Player development a part of the game in which Cubs, White Sox still have a lot to prove

If only the Cubs and White Sox could develop their young players as fast as a cicada’s life span.

Wouldn’t it be great if some of these prospects could shed their outer shell and start singing and flying around the diamond sometime very soon? Both teams need the help.

It’s hard to say which Chicago baseball club needs help to arrive faster. The Cubs looked like a playoff-caliber team in April, but their far-too-frequent June swoon seems to have arrived in May this year, along with the plague of locusts, er, cicadas.

The White Sox have looked every bit as bad as preseason projections suggested, though we should credit them with a mediocre start to May before reverting back to form.

Both teams have some talented young players, though, and development will be key, for the remainder of this season as well as future seasons. The Cubs have more prospects to get excited about than the White Sox do. Both have a lot of work to do.

The Cubs already are getting help from several young players: Pitchers Ben Brown and Jordan Wicks have produced, like the starting staff as a whole. Relievers Hayden Wesneski and Daniel Palencia look promising, especially that triple-digit fastball that Palencia throws. Cade Horton, the Cubs’ 2022 first-round draft pick, already is in Triple-A and could start pushing for a promotion by the end of the season. Well, when he returns from injury, that is.

Pete Crow-Armstrong is already a high-level center fielder. If he can show some consistency at-bat in the big leagues like he’s shown at Iowa, he might never see Des Moines again.

Michael Busch has shown power while playing a decent first base, but he and third baseman Christopher Morel need to get a hit more than every once in a while.

Catcher Miguel Amaya, in his second season in the majors, has a WAR of 0.1, according to Baseball Reference, down from his career WAR of 0.3. His development appears to have stalled, Friday night’s clutch ninth-inning double notwithstanding.

The Cubs didn’t keep reliever Jeremiah Estrada in the off-season, but the Padres seem to have found a way to tap into his potential. Kind of embarrassing for the Cubs, really.

The other part of development is keeping these kids healthy, too, a part of the equation both Chicago squads have had extensive trouble with this year. Wicks and Palencia both found their way to the injured list. The Cubs’ Brennan Davis and Ed Howard might have made it to Chicago by now, at least for a short visit, if they hadn’t run into some bad luck with injuries.

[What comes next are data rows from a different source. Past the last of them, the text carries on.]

//! Error kinds raised while replaying a trace.
//!
//! Every variant is fatal for the current run; the binary reports it and
//! exits non-zero, leaving already written per-step files in place.

use thiserror::Error;

#[derive(Error, Debug)]
pub enum ReplayError {
    /// The topology string could not be parsed, or its tips are not
    /// uniquely named.
    #[error("malformed tree: {0}")]
    MalformedTree(String),

    #[error("tree has {tips} tip(s), need at least 2")]
    EmptyTree { tips: usize },

    #[error("unknown tip name '{0}'")]
    UnknownTip(String),

    /// No edge of the current tree induces the requested tip set.
    #[error("split not found for tips ({})", .0.join(" "))]
    SplitNotFound(Vec<String>),

    #[error("reader holds a {found} record, {expected} was requested")]
    StateMismatch {
        expected: &'static str,
        found: &'static str,
    },

    #[error("malformed record at line {line}: {reason}")]
    MalformedRecord { line: usize, reason: String },

    #[error("end of trace stream")]
    EndOfStream,

    /// A topology edit was attempted on a node that does not satisfy its
    /// structural precondition.
    #[error("internal consistency failure: {0}")]
    Inconsistent(String),

    #[error(transparent)]
    Io(#[from] std::io::Error),
}

pub type Result<T> = std::result::Result<T, ReplayError>;
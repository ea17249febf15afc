use std::path::PathBuf;
use std::time::Instant;

use anyhow::Context;
use clap::Parser;
use spr_replay::replay::{DEFAULT_OUT_DIR, ReplayConfig, replay_file};
use tracing_subscriber::EnvFilter;

/// Replay the prune and regraft moves recorded in a tree-search trace and
/// write every intermediate topology as a Newick file.
#[derive(Parser, Debug)]
#[command(name = "spr-replay", version, about = "Replay SPR moves from a tree-search trace")]
struct Args {
    /// Path to the trace file
    trace: PathBuf,

    /// Directory receiving the output trees
    #[arg(short = 'o', long = "out-dir", default_value = DEFAULT_OUT_DIR)]
    out_dir: PathBuf,

    /// Quiet mode: only warnings and errors are logged
    #[arg(short = 'q', long = "quiet", default_value_t = false)]
    quiet: bool,
}

fn init_tracing(quiet: bool) {
    let default = if quiet { "warn" } else { "info" };
    let filter = EnvFilter::try_from_default_env().unwrap_or_else(|_| EnvFilter::new(default));
    tracing_subscriber::fmt().with_env_filter(filter).with_target(false).with_writer(std::io::stderr).init();
}

fn main() -> anyhow::Result<()> {
    let args = Args::parse();
    init_tracing(args.quiet);

    let t0 = Instant::now();
    let config = ReplayConfig { out_dir: args.out_dir.clone() };
    let stats = replay_file(&args.trace, config)
        .with_context(|| format!("replaying {}", args.trace.display()))?;

    tracing::info!(
        trees = stats.trees,
        out_dir = %args.out_dir.display(),
        "done in {:.3}s",
        t0.elapsed().as_secs_f64()
    );
    Ok(())
}
use std::fs::{self, File};
use std::io::{BufWriter, Write};
use std::path::{Path, PathBuf};

use phylotree::tree::Tree as PhyloTree;

use crate::error::{ReplayError, Result};

/// Strip bracketed comments from a Newick string.
///
/// Tree-search traces may carry annotations like `:[&rate=0.123]2.45` or
/// `[&R]` prefixes. Only the text outside `[...]` is kept, branch lengths
/// included.
fn strip_comments(newick: &str) -> String {
    let mut result = String::with_capacity(newick.len());
    let mut depth = 0usize;

    for ch in newick.chars() {
        match ch {
            '[' => depth += 1,
            ']' if depth > 0 => depth -= 1,
            _ if depth == 0 => result.push(ch),
            _ => {}
        }
    }

    result
}

/// Parse a topology string as found on a `@tree` line.
///
/// Comments are removed and surrounding whitespace trimmed before handing the
/// text to `phylotree`. The string must start with `(`.
pub fn parse_topology(text: &str) -> Result<PhyloTree> {
    let cleaned = strip_comments(text);
    let cleaned = cleaned.trim();
    if !cleaned.starts_with('(') {
        return Err(ReplayError::MalformedTree(format!(
            "topology must start with '(': {cleaned:?}"
        )));
    }
    PhyloTree::from_newick(cleaned).map_err(|e| ReplayError::MalformedTree(e.to_string()))
}

/// Write one Newick string, newline-terminated, to `dir/name`.
///
/// The directory is created if needed. Returns the full path written.
pub fn write_newick<P: AsRef<Path>>(dir: P, name: &str, newick: &str) -> Result<PathBuf> {
    let dir = dir.as_ref();
    fs::create_dir_all(dir)?;
    let path = dir.join(name);

    let mut out = BufWriter::new(File::create(&path)?);
    writeln!(&mut out, "{newick}")?;
    out.flush()?;

    tracing::trace!(path = %path.display(), "wrote topology");
    Ok(path)
}
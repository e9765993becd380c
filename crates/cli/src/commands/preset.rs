//! `plotmaster preset` — list and switch prompt presets.

use std::path::Path;

use plotmaster_config::Settings;

pub fn list(settings_path: &Path) -> Result<(), Box<dyn std::error::Error>> {
    let settings = Settings::load_from(settings_path)?;
    if settings.prompt_presets.is_empty() {
        println!("No presets saved.");
        return Ok(());
    }

    let active = settings.last_used_preset_name.as_deref();
    for preset in &settings.prompt_presets {
        let marker = if Some(preset.name.as_str()) == active { "*" } else { " " };
        println!(
            "{marker} {}  (rates {}/{}/{}/{})",
            preset.name, preset.rate_main, preset.rate_personal, preset.rate_erotic, preset.rate_cuckold
        );
    }
    Ok(())
}

/// Select `name`, copy it into the global settings, and save.
pub fn use_preset(settings_path: &Path, name: &str) -> Result<(), Box<dyn std::error::Error>> {
    let mut settings = Settings::load_from(settings_path)?;
    select(&mut settings, name)?;
    settings.save_to(settings_path)?;
    println!("✅ Preset '{name}' is now active");
    Ok(())
}

fn select(settings: &mut Settings, name: &str) -> Result<(), String> {
    if !settings.prompt_presets.iter().any(|p| p.name == name) {
        let known: Vec<&str> = settings.prompt_presets.iter().map(|p| p.name.as_str()).collect();
        return Err(format!("Unknown preset '{name}' (known: {})", known.join(", ")));
    }
    settings.last_used_preset_name = Some(name.to_string());
    settings.apply_last_used_preset();
    Ok(())
}

#[cfg(test)]
mod tests {
    use super::*;
    use plotmaster_config::PromptPreset;

    #[test]
    fn select_applies_preset_fields() {
        let mut settings = Settings::default();
        let mut preset = PromptPreset::capture("gothic", &settings.api_settings);
        preset.main_prompt = "gothic main".into();
        settings.prompt_presets.push(preset);

        select(&mut settings, "gothic").unwrap();
        assert_eq!(settings.last_used_preset_name.as_deref(), Some("gothic"));
        assert_eq!(settings.api_settings.main_prompt, "gothic main");
    }

    #[test]
    fn select_rejects_unknown_preset() {
        let mut settings = Settings::default();
        assert!(select(&mut settings, "missing").is_err());
        assert!(settings.last_used_preset_name.is_none());
    }

    #[test]
    fn use_preset_persists() {
        let dir = tempfile::tempdir().unwrap();
        let path = dir.path().join("settings.toml");
        let mut settings = Settings::default();
        settings.prompt_presets.push(PromptPreset::capture("a", &settings.api_settings));
        settings.save_to(&path).unwrap();

        use_preset(&path, "a").unwrap();
        let saved = Settings::load_from(&path).unwrap();
        assert_eq!(saved.last_used_preset_name.as_deref(), Some("a"));
    }
}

And now their prized pitching prospect, Horton, will miss a couple of weeks.

The White Sox have top-notch prospects like Colson Montgomery and Noah Schultz, but they don’t have the depth of talent in their organization that the Cubs have, and it’s been a while since they’ve showed an ability to develop. Bryan Ramos did some good things in the couple of weeks he was on the roster, but he’s not ready to break out yet.

Jake Burger didn’t last long here, and Andrew Vaughn is hitting around .200. They are former first-round draft picks, and the club’s inability to develop them helps explain that MLB-worst record.

Garrett Crochet has developed well, a feather in the cap of the Sox development team, a 2020 first-round draft pick who is pitching well. But there just aren’t enough guys like him. Michael Kopech has become a solid pro, but the White Sox were hoping for more.